Can anyone explain why?

Thank you.
 
  • Loob

    Senior Member
    English UK
    The Independent has it as ICE, Pete, eg here. So does The Telegraph: click.

    I did find an example of Ice in The Guardian. But The Guardian is famous for slip-ups; this may have been another one, rather than a policy decision.
     

    JulianStuart

    Senior Member
    English (UK then US)
    I think the BBC uses Nato, doesn't it? But it seems to use ICE rather than Ice: example.
    I've not kept track of individual items, just noticed that since 1975, when I left the UK, more things like that have become Nato, rather than NATO (and Aids, rather than AIDS etc) and full stops/periods have disappeared from them. How the BBC or Guardian, for example decide which to change and when is beyond me:)
     

    RM1(SS)

    Senior Member
    English - US (Midwest)
    Aparently they have decided that the acronyms are in such wide use that they've become words, like sonar, scuba, and radar.
     

    Andygc

    Senior Member
    British English
    I get quite peeved by journalists who mess around with perfectly good initialisms. It's NATO, for goodness sake, and the disease is AIDS. I've even seen Pc for "police constable". It's b******g ridiculous to write Nato when the BBC doesn't call itself the Bbc!
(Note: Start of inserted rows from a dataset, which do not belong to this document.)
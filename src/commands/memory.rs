//! Raw memory access commands

use super::{Command, Context, Registry};
use rbossa_core::args::{check_span, parse_u32, Arity};
use rbossa_core::disasm::{Disassembler, RawDisassembler};
use rbossa_core::format::{bin_str, hex_rows, HEX_HEADER};
use rbossa_core::transfer::CHUNK_SIZE;
use rbossa_core::{Device, Error, Result};
use std::io::Write;

/// Register the memory commands
pub fn register(registry: &mut Registry) {
    registry.register(Box::new(Dump));
    registry.register(Box::new(Disass::new(Box::new(RawDisassembler))));
    registry.register(Box::new(Go));
    registry.register(Box::new(Mrb));
    registry.register(Box::new(Mrw));
    registry.register(Box::new(Mwb));
    registry.register(Box::new(Mww));
}

/// Read `count` bytes at `addr` a chunk at a time, handing each to `each`
///
/// The first chunk is shortened by `align_to` so that every later chunk
/// starts on a multiple of it.
fn for_each_chunk(
    device: &mut dyn Device,
    addr: u32,
    count: u32,
    align_to: u32,
    mut each: impl FnMut(u32, &[u8]) -> Result<()>,
) -> Result<()> {
    let mut buf = vec![0u8; CHUNK_SIZE];
    let mut at = addr;
    let mut remaining = count;
    let mut piece = CHUNK_SIZE as u32 - addr % align_to;
    while remaining > 0 {
        let len = remaining.min(piece);
        let chunk = &mut buf[..len as usize];
        device.read(at, chunk)?;
        each(at, chunk)?;
        at = at.wrapping_add(len);
        remaining -= len;
        piece = CHUNK_SIZE as u32;
    }
    Ok(())
}

/// Parse an optional count argument, defaulting to 1
fn count_arg(args: &[&str], index: usize) -> Result<u32> {
    args.get(index).map_or(Ok(1), |token| parse_u32(token))
}

/// Values to write: the one given, or whatever the user types at `? `
///
/// Prompting stops at an empty line or end of input.
fn next_value(ctx: &mut Context<'_>, given: Option<u32>, first: bool) -> Result<Option<u32>> {
    if given.is_some() {
        return Ok(if first { given } else { None });
    }
    match ctx.console.read_line("? ")? {
        Some(line) if !line.trim().is_empty() => parse_u32(line.trim()).map(Some),
        _ => Ok(None),
    }
}

struct Dump;

impl Command for Dump {
    fn name(&self) -> &'static str {
        "dump"
    }

    fn help(&self) -> &'static str {
        "Dump memory in hexadecimal and ascii."
    }

    fn usage(&self) -> &'static str {
        "dump [ADDRESS] [COUNT]\n  ADDRESS -- starting memory address\n  COUNT -- count of bytes to display"
    }

    fn arity(&self) -> Arity {
        Arity::Exact(2)
    }

    fn invoke(&self, args: &[&str], ctx: &mut Context<'_>) -> Result<()> {
        let addr = parse_u32(args[0])?;
        let count = parse_u32(args[1])?;
        check_span(addr, count)?;

        let device = ctx.session.device()?;
        let console = &mut *ctx.console;
        write!(console, "{}", HEX_HEADER)?;
        // Rows are 16 bytes; keep every chunk after the first row aligned
        for_each_chunk(device, addr, count, 16, |at, chunk| {
            write!(console, "{}", hex_rows(at, chunk))?;
            Ok(())
        })
    }
}

/// `disass`, decoding through a pluggable [`Disassembler`]
pub struct Disass {
    disassembler: Box<dyn Disassembler>,
}

impl Disass {
    /// Create the command around `disassembler`
    pub fn new(disassembler: Box<dyn Disassembler>) -> Self {
        Self { disassembler }
    }
}

impl Command for Disass {
    fn name(&self) -> &'static str {
        "disass"
    }

    fn help(&self) -> &'static str {
        "Disassemble ARM code at memory address."
    }

    fn usage(&self) -> &'static str {
        "disass [ADDRESS] [COUNT]\n  ADDRESS -- starting memory address, thumb mode if not word aligned\n  COUNT -- count of bytes to disassemble"
    }

    fn arity(&self) -> Arity {
        Arity::Exact(2)
    }

    fn invoke(&self, args: &[&str], ctx: &mut Context<'_>) -> Result<()> {
        let addr = parse_u32(args[0])?;
        let count = parse_u32(args[1])?;
        let start = addr & !1;
        let thumb = addr & 3 != 0;
        check_span(start, count)?;

        let device = ctx.session.device()?;
        let console = &mut *ctx.console;
        // Chunks end on word boundaries so no instruction is split
        for_each_chunk(device, start, count, 4, |at, chunk| {
            for insn in self.disassembler.disassemble(chunk, at, thumb) {
                writeln!(console, "{}", insn)?;
            }
            Ok(())
        })
    }
}

struct Go;

impl Command for Go {
    fn name(&self) -> &'static str {
        "go"
    }

    fn help(&self) -> &'static str {
        "Execute ARM code at address."
    }

    fn usage(&self) -> &'static str {
        "go [ADDRESS]\n  ADDRESS -- starting memory address of code to execute"
    }

    fn arity(&self) -> Arity {
        Arity::Exact(1)
    }

    fn invoke(&self, args: &[&str], ctx: &mut Context<'_>) -> Result<()> {
        let addr = parse_u32(args[0])?;
        ctx.session.device()?.go(addr)
    }
}

struct Mrb;

impl Command for Mrb {
    fn name(&self) -> &'static str {
        "mrb"
    }

    fn help(&self) -> &'static str {
        "Read bytes from memory."
    }

    fn usage(&self) -> &'static str {
        "mrb [ADDRESS] <COUNT>\n  ADDRESS -- starting memory address\n  COUNT -- (optional) count of bytes to display, 1 if not given"
    }

    fn arity(&self) -> Arity {
        Arity::Range(1, 2)
    }

    fn invoke(&self, args: &[&str], ctx: &mut Context<'_>) -> Result<()> {
        let mut addr = parse_u32(args[0])?;
        let count = count_arg(args, 1)?;

        let device = ctx.session.device()?;
        for _ in 0..count {
            let value = device.read_byte(addr)?;
            writeln!(
                ctx.console,
                "{:08x} : {:02x}  {}",
                addr,
                value,
                bin_str(value as u32, 8)
            )?;
            addr = addr.wrapping_add(1);
        }
        Ok(())
    }
}

struct Mrw;

impl Command for Mrw {
    fn name(&self) -> &'static str {
        "mrw"
    }

    fn help(&self) -> &'static str {
        "Read words from memory."
    }

    fn usage(&self) -> &'static str {
        "mrw [ADDRESS] <COUNT>\n  ADDRESS -- starting memory address\n  COUNT -- (optional) count of words to display, 1 if not given"
    }

    fn arity(&self) -> Arity {
        Arity::Range(1, 2)
    }

    fn invoke(&self, args: &[&str], ctx: &mut Context<'_>) -> Result<()> {
        let mut addr = parse_u32(args[0])?;
        let count = count_arg(args, 1)?;

        let device = ctx.session.device()?;
        for _ in 0..count {
            let value = device.read_word(addr)?;
            writeln!(
                ctx.console,
                "{:08x} : {:08x}  {}",
                addr,
                value,
                bin_str(value, 32)
            )?;
            addr = addr.wrapping_add(4);
        }
        Ok(())
    }
}

struct Mwb;

impl Command for Mwb {
    fn name(&self) -> &'static str {
        "mwb"
    }

    fn help(&self) -> &'static str {
        "Write bytes to memory."
    }

    fn usage(&self) -> &'static str {
        "mwb [ADDRESS] <VALUE>\n  ADDRESS -- starting memory address\n  VALUE -- (optional) value of byte to write, if not given\n           command will repeatedly prompt for input"
    }

    fn arity(&self) -> Arity {
        Arity::Range(1, 2)
    }

    fn invoke(&self, args: &[&str], ctx: &mut Context<'_>) -> Result<()> {
        let mut addr = parse_u32(args[0])?;
        let given = args.get(1).map(|token| parse_u32(token)).transpose()?;
        let to_byte = |value: u32| {
            u8::try_from(value).map_err(|_| Error::OutOfRange(format!("Byte value {}", value)))
        };
        if let Some(value) = given {
            to_byte(value)?;
        }
        ctx.session.device()?;

        let mut first = true;
        while let Some(value) = next_value(ctx, given, first)? {
            first = false;
            let byte = to_byte(value)?;
            ctx.session.device()?.write_byte(addr, byte)?;
            writeln!(ctx.console, "{:08x} : {:02x}", addr, byte)?;
            addr = addr.wrapping_add(1);
        }
        Ok(())
    }
}

struct Mww;

impl Command for Mww {
    fn name(&self) -> &'static str {
        "mww"
    }

    fn help(&self) -> &'static str {
        "Write words to memory."
    }

    fn usage(&self) -> &'static str {
        "mww [ADDRESS] <VALUE>\n  ADDRESS -- starting memory address\n  VALUE -- (optional) value of word to write, if not given\n           command will repeatedly prompt for input"
    }

    fn arity(&self) -> Arity {
        Arity::Range(1, 2)
    }

    fn invoke(&self, args: &[&str], ctx: &mut Context<'_>) -> Result<()> {
        let mut addr = parse_u32(args[0])?;
        let given = args.get(1).map(|token| parse_u32(token)).transpose()?;
        ctx.session.device()?;

        let mut first = true;
        while let Some(value) = next_value(ctx, given, first)? {
            first = false;
            ctx.session.device()?.write_word(addr, value)?;
            writeln!(ctx.console, "{:08x} : {:08x}", addr, value)?;
            addr = addr.wrapping_add(4);
        }
        Ok(())
    }
}

#[cfg(test)]
mod tests {
    use super::super::testing::*;
    use super::*;
    use crate::console::testing::BufferConsole;

    #[test]
    fn test_dump_unaligned() {
        let mut harness = Harness::connected_dummy();
        harness.output("mww 0x200000 0x6c6c6548");
        let out = harness.output("dump 0x200000 5");
        let lines: Vec<&str> = out.lines().collect();
        assert_eq!(lines.len(), 2);
        assert!(lines[1].starts_with("00200000 | 48 65 6c 6c 00 "));
        assert!(lines[1].ends_with("| Hell.           "));
    }

    #[test]
    fn test_dump_rejects_wrapping_range() {
        let (session, calls) = recording_session();
        let mut harness = Harness::new(session);
        harness.session.connect("port").unwrap();
        calls.borrow_mut().clear();

        let err = harness.run("dump 0xfffffff0 0x20").unwrap_err();
        assert!(matches!(err, Error::OutOfRange(_)));
        assert!(calls.borrow().is_empty());
    }

    #[test]
    fn test_dump_reads_in_chunks() {
        let (session, calls) = recording_session();
        let mut harness = Harness::new(session);
        harness.session.connect("port").unwrap();
        calls.borrow_mut().clear();

        let out = harness.output("dump 0x1003 0x800");
        assert_eq!(
            calls.borrow().as_slice(),
            ["read 00001003 1021", "read 00001400 1024", "read 00001800 3"]
        );
        assert_eq!(out, rbossa_core::format::hex_dump(0x1003, &[0u8; 0x800]));
    }

    #[test]
    fn test_large_dump_never_reads_past_chunk() {
        let (session, calls) = recording_session();
        let mut harness = Harness::new(session);
        harness.session.connect("port").unwrap();
        calls.borrow_mut().clear();

        let out = harness.output("dump 0x20000008 0x40000");
        let lens: Vec<usize> = calls
            .borrow()
            .iter()
            .map(|call| call.rsplit(' ').next().unwrap().parse().unwrap())
            .collect();
        assert!(lens.iter().all(|&len| len <= CHUNK_SIZE));
        assert_eq!(lens.iter().sum::<usize>(), 0x40000);
        // Header, then one row per 16 bytes plus the split first and last rows
        assert_eq!(out.lines().count(), 1 + 0x40000 / 16 + 1);
        assert!(out.lines().nth(1).unwrap().starts_with("20000000 | "));
    }

    #[test]
    fn test_disass_reads_in_chunks() {
        let (session, calls) = recording_session();
        let mut harness = Harness::new(session);
        harness.session.connect("port").unwrap();
        calls.borrow_mut().clear();

        let out = harness.output("disass 0x102 0x802");
        assert_eq!(
            calls.borrow().as_slice(),
            ["read 00000102 1022", "read 00000500 1024", "read 00000900 4"]
        );
        // Thumb: one halfword per line
        assert_eq!(out.lines().count(), 0x802 / 2);
        assert!(out.lines().last().unwrap().starts_with("00000902:"));
    }

    #[test]
    fn test_disass_modes() {
        let (session, calls) = recording_session();
        let mut harness = Harness::new(session);
        harness.session.connect("port").unwrap();
        calls.borrow_mut().clear();

        let out = harness.output("disass 0x103 4");
        assert_eq!(calls.borrow().as_slice(), ["read 00000102 4"]);
        assert_eq!(
            out,
            "00000102:  00 00        .short 0x0000\n00000104:  00 00        .short 0x0000\n"
        );

        let out = harness.output("disass 0x100 4");
        assert_eq!(out, "00000100:  00 00 00 00  .word 0x00000000\n");
    }

    #[test]
    fn test_go() {
        let (session, calls) = recording_session();
        let mut harness = Harness::new(session);
        harness.session.connect("port").unwrap();
        calls.borrow_mut().clear();
        harness.output("go 0x202000");
        assert_eq!(calls.borrow().as_slice(), ["go 00202000"]);
    }

    #[test]
    fn test_mrb_and_mrw() {
        let mut harness = Harness::connected_dummy();
        harness.output("mwb 0x200000 0xaa");
        harness.output("mwb 0x200001 0x0f");

        let out = harness.output("mrb 0x200000 2");
        assert_eq!(
            out,
            "00200000 : aa  1010 1010\n00200001 : 0f  0000 1111\n"
        );

        let out = harness.output("mrw 0x200000");
        assert_eq!(
            out,
            "00200000 : 00000faa  0000 0000 0000 0000 0000 1111 1010 1010\n"
        );
    }

    #[test]
    fn test_mwb_out_of_range_before_device() {
        let (session, calls) = recording_session();
        let mut harness = Harness::new(session);
        harness.session.connect("port").unwrap();
        calls.borrow_mut().clear();

        let err = harness.run("mwb 0 256").unwrap_err();
        assert!(matches!(err, Error::OutOfRange(_)));
        assert!(calls.borrow().is_empty());
    }

    #[test]
    fn test_mwb_prompts_until_empty_line() {
        let mut harness = Harness::connected_dummy();
        harness.console = BufferConsole::with_input(&["1", "0x22", "", "4"]);
        harness.run("mwb 0x200010").unwrap();
        assert_eq!(
            harness.console.take(),
            "? 00200010 : 01\n? 00200011 : 22\n? "
        );
        assert_eq!(harness.console.input.len(), 1);

        let out = harness.output("mrb 0x200011");
        assert!(out.starts_with("00200011 : 22"));
    }

    #[test]
    fn test_mww_prompts_until_end_of_input() {
        let (session, calls) = recording_session();
        let mut harness = Harness::new(session);
        harness.session.connect("port").unwrap();
        calls.borrow_mut().clear();
        harness.console = BufferConsole::with_input(&["0x12345678", "7"]);

        harness.run("mww 0x100").unwrap();
        assert_eq!(
            calls.borrow().as_slice(),
            ["write_word 00000100 12345678", "write_word 00000104 00000007"]
        );
        assert_eq!(
            harness.console.take(),
            "? 00000100 : 12345678\n? 00000104 : 00000007\n? "
        );
    }

    #[test]
    fn test_prompted_value_out_of_range() {
        let mut harness = Harness::connected_dummy();
        harness.console = BufferConsole::with_input(&["300"]);
        assert!(matches!(
            harness.run("mwb 0x200000"),
            Err(Error::OutOfRange(_))
        ));
    }
}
    Full stops were dropping out of government initialisms and abbreviations at least 50 years ago - they shortened the life of typewriter ribbons too much.
     

    Egmont

    Senior Member
    English - U.S.
    Now that typewriters are as good as extinct, and typewriter ribbons therefore no longer endangered, are you thinking of starting a campaign for the revival of full stops in initialisms?
    We no longer use typewriter ribbons, but the full stops (or AE periods) add length and therefore reduce the amount of content that can appear on a single screen or in a screen window. Therefore, I feel the C.F.T.R.O.F.S.I.I. is doomed to failure.
     

    JulianStuart

    Senior Member
    English (UK then US)
    We no longer use typewriter ribbons, but the full stops (or AE periods) add length and therefore reduce the amount of content that can appear on a single screen or in a screen window. Therefore, I feel the C.F.T.R.O.F.S.I.I. is doomed to failure.
    (I didn't mean to sidetrack the thread onto full stops/periods but note that they (mostly) persist with i.e. and e.g., although I have seen ie and eg a few times).
     

    kentix

    Senior Member
    English - U.S.
    It seems to me that things and organizations are in two different classes. Scuba tanks and laser pointers have become everyday objects so have turned into everyday words. That's all right by me. But organizations are still organizations and the individual words will stand for something even on an everyday basis. So no Bbc, no Ice, no Un. Can you imagine the Secretary-General of the Un?

    Do they just do that to the ones with vowels that might form pseudo-words?
     

    Edinburgher

    Senior Member
    German/English bilingual
    I remember, many years ago, seeing full-page adverts in several newspapers, placed by the then British Airports Authority, a government organization in charge of all or most major UK airports, and which was widely known by and referred to as the B.A.A., that they had decided to change their name to BAA and that it (the name) no longer stood for anything. This may have coincided with their being privatized.

    For some strange reason, the background picture featured sheep.